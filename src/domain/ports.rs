use crate::domain::errors::{AuthError, FeedError};
use crate::domain::market::quote::FeedQuote;
use async_trait::async_trait;
use chrono::{DateTime, Utc};
use serde::Serialize;

/// Source of current market prices
#[async_trait]
pub trait MarketFeed: Send + Sync {
    /// Top `count` instruments by market cap, priced in `currency`.
    async fn fetch_markets(&self, currency: &str, count: u32) -> Result<Vec<FeedQuote>, FeedError>;
}

/// Access token handed to a client after login
#[derive(Debug, Clone, PartialEq, Serialize)]
pub struct IssuedToken {
    pub access_token: String,
    pub token_type: String,
    pub username: String,
    pub expires_at: DateTime<Utc>,
}

/// Credential hashing and token issuance
pub trait AuthProvider: Send + Sync {
    fn hash(&self, password: &str) -> Result<String, AuthError>;

    fn verify(&self, password: &str, credential: &str) -> bool;

    fn issue_token(&self, identity: &str) -> Result<IssuedToken, AuthError>;

    /// Resolves the identity a token was issued for.
    fn current_user(&self, token: &str) -> Result<String, AuthError>;
}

### Aim of the exercise
Give back every record exactly.

### The completed task
filename src/domain/ports.rs
use crate::domain::errors::{AuthError, FeedError};
use crate::domain::market::quote::FeedQuote;
use async_trait::async_trait;
use chrono::{DateTime, Utc};
use serde::Serialize;

/// Source of current market prices
#[async_trait]
pub trait MarketFeed: Send + Sync {
    /// Top `count` instruments by market cap, priced in `currency`.
    async fn fetch_markets(&self, currency: &str, count: u32) -> Result<Vec<FeedQuote>, FeedError>;
}

/// Access token handed to a client after login
#[derive(Debug, Clone, PartialEq, Serialize)]
pub struct IssuedToken {
    pub access_token: String,
    pub token_type: String,
    pub username: String,
    pub expires_at: DateTime<Utc>,
}

/// Credential hashing and token issuance
pub trait AuthProvider: Send + Sync {
    fn hash(&self, password: &str) -> Result<String, AuthError>;

    fn verify(&self, password: &str, credential: &str) -> bool;

    fn issue_token(&self, identity: &str) -> Result<IssuedToken, AuthError>;

    /// Resolves the identity a token was issued for.
    fn current_user(&self, token: &str) -> Result<String, AuthError>;
}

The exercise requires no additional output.